Planted

by | Sep 26, 2020 | Native Plants, People

Sunflower illustration in black and white

ILLUSTRATION Delphine Jones

Sunflowers are resilient and versatile plants. They grow along highways, in deserts and in poor soils — needing only a few resources provided by nature, including warmth, sunlight and water. They are rumored to look for and follow the sun wherever it goes.

After living with my adoptive family for a decade, I met and moved in with my biological mother. One of the first things she shared with me was her love for flowers and plants. Her garden was protected by a sloped hill overlooking the house, with a glorious patch of Sunzillas* facing her country home in Alpine, California.

When she brought me there for the first time, it was early summer. I was amazed. Never had I seen such a sight: The sunflowers stood tall and proud on the hill, facing the sun with allegiance in what appeared to be an intense, reciprocal relationship. Though it’s a myth that mature sunflowers are phototropic**, it appeared to my young eyes as if the big, gold flower heads looked up at the sun as it rose in the east and chased its disappearing light over a ridge to the west. Like my siblings and I, the flowers seemed to soak up every ray the sun had to offer while it stared back at them, enamored.
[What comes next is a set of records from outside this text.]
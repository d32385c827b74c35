//! Integration tests for the drink order Block Kit messages.
//!
//! These tests check the serialized JSON Slack receives, which is what
//! determines the identifiers echoed back with each interaction.

use serde_json::Value;

use drink_order_bot::slack::{
    Block, build_confirmation_message, build_drink_menu, build_shop_menu,
};

fn names(values: &[&str]) -> Vec<String> {
    values.iter().map(|&v| v.to_string()).collect()
}

fn to_json(blocks: &[Block]) -> Value {
    serde_json::to_value(blocks).unwrap()
}

// =============================================================================
// Select Menus
// =============================================================================

#[test]
fn test_drink_menu_json_shape() {
    let json = to_json(&build_drink_menu(
        Some("Starbucks"),
        &names(&["Caramel Frappucino", "White Chocolate Mocha"]),
    ));

    assert_eq!(json[0]["type"], "section");
    assert_eq!(json[0]["text"]["type"], "plain_text");
    assert_eq!(json[0]["text"]["text"], "What do you need?");

    assert_eq!(json[1]["type"], "actions");
    assert_eq!(json[1]["block_id"], "select-drink=Starbucks");

    let select = &json[1]["elements"][0];
    assert_eq!(select["type"], "static_select");
    assert_eq!(select["action_id"], "select-drink");
    assert_eq!(select["placeholder"]["text"], "Drink");
    assert_eq!(select["options"][0]["text"]["text"], "Caramel Frappucino");
    assert_eq!(select["options"][1]["value"], "White Chocolate Mocha");
}

#[test]
fn test_shop_menu_json_shape() {
    let json = to_json(&build_shop_menu(&names(&["Starbucks", "Veloce", "Doutor"])));

    assert_eq!(json[0]["text"]["text"], "Which shop?");
    assert_eq!(json[1]["block_id"], "select-shop");

    let options = json[1]["elements"][0]["options"].as_array().unwrap();
    let values: Vec<&str> = options.iter().filter_map(|o| o["value"].as_str()).collect();
    assert_eq!(values, ["Starbucks", "Veloce", "Doutor"]);
}

#[test]
fn test_shop_with_separator_survives_in_block_id() {
    let json = to_json(&build_drink_menu(Some("A=B Cafe"), &names(&["Tea"])));
    assert_eq!(json[1]["block_id"], "select-drink=A=B Cafe");
}

// =============================================================================
// Confirmation
// =============================================================================

#[test]
fn test_confirmation_json_shape() {
    let json = to_json(&build_confirmation_message("Latte", Some("Veloce")));

    assert_eq!(json[0]["text"]["type"], "mrkdwn");
    assert_eq!(json[0]["text"]["text"], "Can I buy `Latte` from `Veloce` ?");

    assert_eq!(json[1]["block_id"], "confirm-to-buy");

    let ok = &json[1]["elements"][0];
    assert_eq!(ok["type"], "button");
    assert_eq!(ok["action_id"], "ok");
    assert_eq!(ok["text"]["text"], "Ok");
    assert_eq!(ok["value"], "Latte");
    assert_eq!(ok["style"], "primary");

    let cancel = &json[1]["elements"][1];
    assert_eq!(cancel["action_id"], "cancel");
    assert_eq!(cancel["text"]["text"], "Cancel");
    assert_eq!(cancel["style"], "danger");
}

#[test]
fn test_blocks_without_id_omit_field() {
    let json = to_json(&build_confirmation_message("Latte", None));
    assert!(json[0].get("block_id").is_none());
}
Watching for sprouts in early spring helped us know the final frost had cleared. Each year, it was invigorating to look for the Sunzillas; we’d eagerly wait for their erect stems to appear atop the hill and for hearty buds to burst into strong, cheerful blooms. The flowers’ annual return brought life (literally and figuratively) into our family.

On rare rainy days, they were perhaps even more special to behold. With less sunlight to hypothetically guide their path, the flowers seemed to turn toward each other and share their energy — a reminder from nature to seek light from one another when dark clouds block the sun from view.
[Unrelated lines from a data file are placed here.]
//! Mention command parsing.
//!
//! A mention looks like `<@U012BOT> buy Starbucks`: the first token is the
//! bot mention itself, the second the command, the rest its arguments.

/// The only command the bot acts on.
pub const BUY: &str = "buy";

/// Errors that can occur when parsing a [`MentionCommand`].
#[derive(thiserror::Error, Debug, Clone, PartialEq, Eq)]
pub enum CommandError {
    /// The mention had fewer tokens than the active flow needs.
    #[error("mention needs at least {required} tokens (got {got})")]
    TooFewTokens {
        /// Minimum number of tokens, counting the mention itself.
        required: usize,
        /// Number of tokens present.
        got: usize,
    },
}

/// A command addressed to the bot.
///
/// # Examples
///
/// ```
/// use drink_order_core::MentionCommand;
///
/// let cmd = MentionCommand::parse("<@U1> buy Starbucks", 3).unwrap();
/// assert!(cmd.is_buy());
/// assert_eq!(cmd.args(), ["Starbucks"]);
///
/// assert!(MentionCommand::parse("<@U1>", 2).is_err());
/// ```
#[derive(Debug, Clone, PartialEq, Eq)]
pub struct MentionCommand {
    name: String,
    args: Vec<String>,
}

impl MentionCommand {
    /// Parse mention text, requiring at least `min_tokens` whitespace
    /// separated tokens (the mention included).
    ///
    /// At least two tokens are always required, since a bare mention has no
    /// command.
    ///
    /// # Errors
    ///
    /// Returns [`CommandError::TooFewTokens`] if the text is too short.
    pub fn parse(text: &str, min_tokens: usize) -> Result<Self, CommandError> {
        let required = min_tokens.max(2);
        let tokens: Vec<&str> = text.split_whitespace().collect();

        if tokens.len() < required {
            return Err(CommandError::TooFewTokens {
                required,
                got: tokens.len(),
            });
        }

        let mut rest = tokens.into_iter().skip(1);
        let name = rest.next().unwrap_or_default().to_owned();
        let args = rest.map(str::to_owned).collect();

        Ok(Self { name, args })
    }

    /// Returns the command name.
    #[must_use]
    pub fn name(&self) -> &str {
        &self.name
    }

    /// Returns the arguments following the command.
    #[must_use]
    pub fn args(&self) -> &[String] {
        &self.args
    }

    /// Returns the arguments joined by single spaces.
    #[must_use]
    pub fn joined_args(&self) -> String {
        self.args.join(" ")
    }

    /// Whether this is the `buy` command.
    #[must_use]
    pub fn is_buy(&self) -> bool {
        self.name == BUY
    }
}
After three years of warmth, nourishment and light, the storm of my mother’s substance abuse surfaced once again. My siblings and I, ranging from ages 5 to 14 at the time, often turned to each other for comfort during this time. Summer quickly gave way to fall, leaving parched terrain and exhausted resources. We too felt as if our nourishing life cycle was coming to a close. By Thanksgiving, the first frost had arrived, and the sunflowers began eroding, one by one losing their petals and seeds. It looked like a warzone up on sunflower hill, resembling how we all felt inside.

With the turn of the season, I felt it was time for me to go. It had become clear that, like that year’s patch of sunflowers, I could not grow in this place any longer.
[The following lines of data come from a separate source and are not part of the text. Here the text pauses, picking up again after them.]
//! Drink order bot - Slack webhook server.
//!
//! Serves the Events API and interactivity webhooks on port 8080 by default.
//!
//! # Security
//!
//! Request signature verification is only enabled when
//! `SLACK_SIGNING_SECRET` is set. Without it, anyone who can reach the
//! endpoints can drive the bot.

#![cfg_attr(not(test), forbid(unsafe_code))]

use drink_order_bot::app;
use drink_order_bot::config::BotConfig;
use drink_order_bot::state::AppState;
use sentry::integrations::tracing as sentry_tracing;
use tracing_subscriber::{layer::SubscriberExt, util::SubscriberInitExt};

/// Initialize Sentry error tracking and return guard that must be kept alive.
fn init_sentry(config: &BotConfig) -> Option<sentry::ClientInitGuard> {
    let dsn = config.sentry_dsn.as_ref()?;

    let guard = sentry::init((
        dsn.as_str(),
        sentry::ClientOptions {
            release: sentry::release_name!(),
            environment: config
                .sentry_environment
                .clone()
                .map(std::borrow::Cow::Owned),
            sample_rate: config.sentry_sample_rate,
            traces_sample_rate: config.sentry_traces_sample_rate,
            attach_stacktrace: true,
            ..Default::default()
        },
    ));

    tracing::info!("Sentry initialized");
    Some(guard)
}

/// Filter tracing events to Sentry event types.
fn sentry_event_filter(metadata: &tracing::Metadata<'_>) -> sentry_tracing::EventFilter {
    match *metadata.level() {
        tracing::Level::ERROR | tracing::Level::WARN => sentry_tracing::EventFilter::Event,
        tracing::Level::INFO | tracing::Level::DEBUG => sentry_tracing::EventFilter::Breadcrumb,
        _ => sentry_tracing::EventFilter::Ignore,
    }
}

#[tokio::main]
async fn main() {
    // Load configuration from environment (needed for Sentry init)
    let config = BotConfig::from_env().expect("Failed to load configuration");

    // Initialize Sentry (must be done before tracing subscriber)
    let _sentry_guard = init_sentry(&config);

    // Defaults to info level for our crate if RUST_LOG is not set
    let env_filter = tracing_subscriber::EnvFilter::try_from_default_env()
        .unwrap_or_else(|_| "drink_order_bot=info,tower_http=debug".into());

    let json_layer = config
        .log_json
        .then(|| tracing_subscriber::fmt::layer().json().flatten_event(true));
    let text_layer = (!config.log_json).then(tracing_subscriber::fmt::layer);

    tracing_subscriber::registry()
        .with(env_filter)
        .with(json_layer)
        .with(text_layer)
        .with(sentry_tracing::layer().event_filter(sentry_event_filter))
        .init();

    if !config.slack.is_bot_token() {
        tracing::warn!("SLACK_BOT_TOKEN does not look like a bot token (xoxb-...)");
    }

    if config.slack.signing_secret.is_none() {
        tracing::warn!(
            "SLACK_SIGNING_SECRET is not set; webhook requests will not be verified"
        );
    }

    tracing::info!(
        flow = %config.flow,
        shops = config.catalog.shops.len(),
        "Drink catalog loaded"
    );

    let state = AppState::from_config(&config);

    let app = app(state)
        // Sentry layers (outermost for full request coverage)
        .layer(sentry_tower::NewSentryLayer::new_from_top())
        .layer(sentry_tower::SentryHttpLayer::new().enable_transaction());

    let addr = config.socket_addr();
    tracing::info!("drink order bot listening on http://{}", addr);

    let listener = tokio::net::TcpListener::bind(addr)
        .await
        .expect("Failed to bind to address");

    axum::serve(listener, app)
        .with_graceful_shutdown(shutdown_signal())
        .await
        .expect("Server error");
}

/// Wait for shutdown signal (Ctrl+C or SIGTERM).
async fn shutdown_signal() {
    let ctrl_c = async {
        tokio::signal::ctrl_c()
            .await
            .expect("Failed to install Ctrl+C handler");
    };

    #[cfg(unix)]
    let terminate = async {
        tokio::signal::unix::signal(tokio::signal::unix::SignalKind::terminate())
            .expect("Failed to install signal handler")
            .recv()
            .await;
    };

    #[cfg(not(unix))]
    let terminate = std::future::pending::<()>();

    tokio::select! {
        () = ctrl_c => {},
        () = terminate => {},
    }

    tracing::info!("Shutdown signal received, starting graceful shutdown");
}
I had to start over and replant myself several times. First I went back to my adoptive parents, then to a distant relative, until settling down in my final years of high school with relatives of my biological father. Each time I moved, I had to start over: rooting, growing, feeling loved and nurtured, until the situation was no longer tenable for reasons beyond my control. It wasn’t until very recently, as an adult and mother myself, that I finally felt supported by the elements around me in a place that could truly cultivate my growth — planted, so to speak.

Common sunflowers (Helianthus annuus), like many sunflowers species, are annual plants, expiring after they flower. As a young woman, I learned to embrace all aspects of their life cycle and crave each next phase, even the period when the flower heads decompose, loosing their seeds onto the soil to start the process all over again. Their setting of seed felt, to me, like setting the stage for what the future could bring.

In the face of each new season that forced my personal growth, I have relied on my own roots growing strong, emboldening me as they create a new form, push forth new leaves, and, eventually, bloom with new petals to look for and find the sun.

*A giant, tall-growing, cultivated variety of common sunflower (Helianthus annuus).
**Developing sunflower buds and leaves may exhibit some phototropism.

Michael Robin Manning is a trauma survivor, mother of two and executive at a startup in Austin, Texas. A transplant from San Diego, California, she focuses her healing into helping empower others through creative essays and public speaking.